And they aren't good versus evil in the dramatic sense. They're more like, again, the pull between conscious and conscience and comfort and between what's holy and what's easy. And the terms for these, in this way of thinking are nephesh elohit, the godly soul, a spark of God from desiring truth and oneness, and Torah and mitzvot and cleaving to God. And the nephesh habehamit, which is the animal soul, self centered, instinctual, survival driven, focused on comfort, pleasure, personal gain. And so what we find, it's a little confusing, but what we find is this. The yetzer hara, which we talked about, is the animal soul expressing itself when it is not refined or elevated. This is you random, okay?
And that's where we get the idea of evil inclination. It is the behavioral expression of the unrectified animal soul. But when it is drawn by the godly soul, when it surrenders and allows to be corban, to be brought near, then it becomes holy. The animal soul is not evil, it is untamed.
Need to understand that distinction.
If you elevate it, it becomes the fuel for the godly soul.
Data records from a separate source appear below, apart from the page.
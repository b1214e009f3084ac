//! Hand scoring. Aces are dual valued: the soft sum counts every ace as 1, the hard sum promotes
//! at most one ace to 11 when that does not bust the hand.

use crate::card::{Card, Orientation};
use serde::{Deserialize, Serialize};
use std::fmt::Display;

pub const BLACKJACK: u32 = 21;

/// Computes `(soft_sum, hard_sum)` for a sequence of cards.
pub fn compute_sums(cards: &[Card]) -> (u32, u32) {
    let ace_count = cards.iter().filter(|c| c.is_ace()).count() as u32;
    let non_ace_sum: u32 = cards
        .iter()
        .filter(|c| !c.is_ace())
        .map(|c| c.val() as u32)
        .sum();
    if ace_count == 0 {
        return (non_ace_sum, non_ace_sum);
    }
    let soft_sum = non_ace_sum + ace_count;
    let candidate_hard = soft_sum + 10;
    if candidate_hard <= BLACKJACK {
        (soft_sum, candidate_hard)
    } else {
        (soft_sum, soft_sum)
    }
}

/// A hand is bust once its soft sum exceeds 21. The hard sum is already capped so it is never
/// used for this test.
pub fn is_bust(cards: &[Card]) -> bool {
    compute_sums(cards).0 > BLACKJACK
}

pub fn is_blackjack(cards: &[Card]) -> bool {
    cards.len() == 2 && compute_sums(cards).1 == BLACKJACK
}

/// A hand may take another card only while its soft sum is below 21.
pub fn is_hittable(cards: &[Card]) -> bool {
    compute_sums(cards).0 < BLACKJACK
}

/// Two cards of the same literal rank. Ten-valued faces only pair with their own face,
/// so ten/king is not a pair.
pub fn is_pair(cards: &[Card]) -> bool {
    match cards {
        [first, second] => first.rank == second.rank,
        _ => false,
    }
}

/// An ordered sequence of cards with its soft and hard sums cached on every mutation.
#[derive(Debug, Clone, Default, Serialize, Deserialize)]
pub struct Hand {
    cards: Vec<Card>,
    soft_sum: u32,
    hard_sum: u32,
}

impl Hand {
    pub fn new() -> Hand {
        Hand::default()
    }

    /// Builds a hand from the given cards, keeping their orientation.
    pub fn from_cards(cards: Vec<Card>) -> Hand {
        let (soft_sum, hard_sum) = compute_sums(&cards);
        Hand {
            cards,
            soft_sum,
            hard_sum,
        }
    }

    /// Method for receiving a card, updates the cached sums.
    pub fn receive_card(&mut self, card: Card) {
        self.cards.push(card);
        self.recompute();
    }

    /// Removes and returns the last card of the hand.
    pub fn pop(&mut self) -> Option<Card> {
        let card = self.cards.pop();
        self.recompute();
        card
    }

    /// Empties the hand, returning its cards in the order they were received.
    pub fn take_cards(&mut self) -> Vec<Card> {
        let cards = std::mem::take(&mut self.cards);
        self.recompute();
        cards
    }

    /// Turns every card of the hand face up.
    pub fn reveal(&mut self) {
        for card in self.cards.iter_mut() {
            card.orientation = Orientation::FaceUp;
        }
    }

    fn recompute(&mut self) {
        let (soft_sum, hard_sum) = compute_sums(&self.cards);
        self.soft_sum = soft_sum;
        self.hard_sum = hard_sum;
    }

    pub fn cards(&self) -> &[Card] {
        &self.cards
    }

    pub fn len(&self) -> usize {
        self.cards.len()
    }

    pub fn is_empty(&self) -> bool {
        self.cards.is_empty()
    }

    pub fn soft_sum(&self) -> u32 {
        self.soft_sum
    }

    pub fn hard_sum(&self) -> u32 {
        self.hard_sum
    }

    /// True when an ace is currently counted as 11.
    pub fn is_soft(&self) -> bool {
        self.hard_sum != self.soft_sum
    }

    pub fn is_bust(&self) -> bool {
        self.soft_sum > BLACKJACK
    }

    pub fn is_blackjack(&self) -> bool {
        self.cards.len() == 2 && self.hard_sum == BLACKJACK
    }

    pub fn is_hittable(&self) -> bool {
        self.soft_sum < BLACKJACK
    }

    pub fn is_pair(&self) -> bool {
        is_pair(&self.cards)
    }

    /// The first card dealt to the hand, the dealer's up card.
    pub fn up_card(&self) -> Option<&Card> {
        self.cards.first()
    }

    /// Cards currently visible to the table.
    pub fn visible_cards(&self) -> impl Iterator<Item = &Card> {
        self.cards.iter().filter(|c| c.is_face_up())
    }

    /// Formats the hand value, showing both totals while an ace is soft.
    pub fn formatted_hand_values(&self) -> String {
        if self.is_soft() {
            format!("{}/{}", self.soft_sum, self.hard_sum)
        } else {
            format!("{}", self.hard_sum)
        }
    }
}

impl Display for Hand {
    fn fmt(&self, f: &mut std::fmt::Formatter<'_>) -> std::fmt::Result {
        let cards = self
            .cards
            .iter()
            .map(|c| c.to_string())
            .collect::<Vec<String>>()
            .join(" ");
        write!(f, "[{}] ({})", cards, self.formatted_hand_values())
    }
}

#[cfg(test)]
mod tests {
    use super::*;
    use crate::card::{Rank, Suit};

    fn hand(ranks: &[Rank]) -> Hand {
        Hand::from_cards(ranks.iter().map(|r| Card::new(*r, Suit::Spades)).collect())
    }

    #[test]
    fn no_aces_soft_equals_hard() {
        for ranks in [
            vec![Rank::King, Rank::Seven],
            vec![Rank::Two, Rank::Three, Rank::Four],
            vec![Rank::Ten, Rank::Nine, Rank::Five],
        ] {
            let h = hand(&ranks);
            let total: u32 = ranks.iter().map(|r| r.val() as u32).sum();
            assert_eq!(h.soft_sum(), total);
            assert_eq!(h.hard_sum(), total);
        }
    }

    #[test]
    fn aces_promote_at_most_one() {
        let h = hand(&[Rank::Ace, Rank::Ace, Rank::Nine]);
        assert_eq!(h.soft_sum(), 11);
        assert_eq!(h.hard_sum(), 21);

        let h = hand(&[Rank::Ace, Rank::Six, Rank::Nine]);
        assert_eq!(h.soft_sum(), 16);
        assert_eq!(h.hard_sum(), 16);
        assert!(!h.is_soft());

        let h = hand(&[Rank::Ace, Rank::Ace, Rank::Ace, Rank::Ace]);
        assert_eq!(h.soft_sum(), 4);
        assert_eq!(h.hard_sum(), 14);
    }

    #[test]
    fn hard_sum_never_below_soft_sum_with_aces() {
        for second in Rank::ALL {
            for third in Rank::ALL {
                let h = hand(&[Rank::Ace, second, third]);
                assert!(h.hard_sum() >= h.soft_sum());
                if h.soft_sum() + 10 <= 21 {
                    assert_eq!(h.hard_sum(), h.soft_sum() + 10);
                } else {
                    assert_eq!(h.hard_sum(), h.soft_sum());
                }
            }
        }
    }

    #[test]
    fn ace_queen_is_blackjack() {
        let h = hand(&[Rank::Ace, Rank::Queen]);
        assert!(h.is_blackjack());
        assert_eq!(h.hard_sum(), 21);
        assert_eq!(h.soft_sum(), 11);
        assert!(!h.is_bust());
    }

    #[test]
    fn bust_uses_soft_sum() {
        let h = hand(&[Rank::King, Rank::Queen, Rank::Two]);
        assert!(h.is_bust());
        assert!(!h.is_blackjack());

        let h = hand(&[Rank::Ace, Rank::King, Rank::Queen]);
        assert_eq!(h.soft_sum(), 21);
        assert!(!h.is_bust());
        assert!(!h.is_hittable());
    }

    #[test]
    fn never_bust_and_blackjack() {
        for first in Rank::ALL {
            for second in Rank::ALL {
                let h = hand(&[first, second]);
                assert!(!(h.is_bust() && h.is_blackjack()));
            }
        }
    }

    #[test]
    fn soft_twenty_one_with_two_cards_is_still_hittable() {
        let h = hand(&[Rank::Ace, Rank::Ten]);
        assert!(h.is_hittable());
    }

    #[test]
    fn pair_rules() {
        assert!(hand(&[Rank::Eight, Rank::Eight]).is_pair());
        assert!(hand(&[Rank::Ten, Rank::Ten]).is_pair());
        assert!(hand(&[Rank::King, Rank::King]).is_pair());
        assert!(!hand(&[Rank::Ten, Rank::Jack]).is_pair());
        assert!(!hand(&[Rank::Queen, Rank::King]).is_pair());
        assert!(!hand(&[Rank::Eight, Rank::Eight, Rank::Two]).is_pair());
    }

    #[test]
    fn pop_and_take_update_sums() {
        let mut h = hand(&[Rank::Eight, Rank::Eight]);
        let card = h.pop();
        assert_eq!(card.map(|c| c.rank), Some(Rank::Eight));
        assert_eq!(h.hard_sum(), 8);
        let cards = h.take_cards();
        assert_eq!(cards.len(), 1);
        assert!(h.is_empty());
        assert_eq!(h.soft_sum(), 0);
    }
}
Why? Just like an animal can carry more than a man, so too the animal soul can bring you to a greater passion and service when you harness it. This is the idea. Now, I know for some people that's way beyond the pale. It's okay. This is thinking way out of traditional Christian boxes. I get it. That's what we do around here. It's a Jewish box. And the Jewish box is very big and very deep.
So what does this have to do with animals? Sacrifices, us, the Omer. Here's the great stuff.
Unlike some spiritual traditions that teach escape from the world, monasticism, Judaism, and this is something I constantly encourage people to see. Judaism embraces a different path. The Torah does not expect or ask us to reject our animal nature or to flee from worldly existence. The Torah provides a blueprint for elevation. That's what it does. And its purpose has never been to crush these natural drives, but channel them toward holiness. When we study, we're not denying our humanity. We're fulfilling it in its highest form. So you consider this week's Torah portion, which is called Shmini.
Shmini has a lot of mitzvot, some of them particularly around food. The Torah does not tell us to stop eating. That is a denial of our physical reality. It teaches us instead to eat with intention, with gratitude, with boundaries that make the very act of eating something holy. That's the distinction. The laws of kosher, they take one of our most basic animal instincts and transform it into something that is an opportunity for mindfulness and for connection.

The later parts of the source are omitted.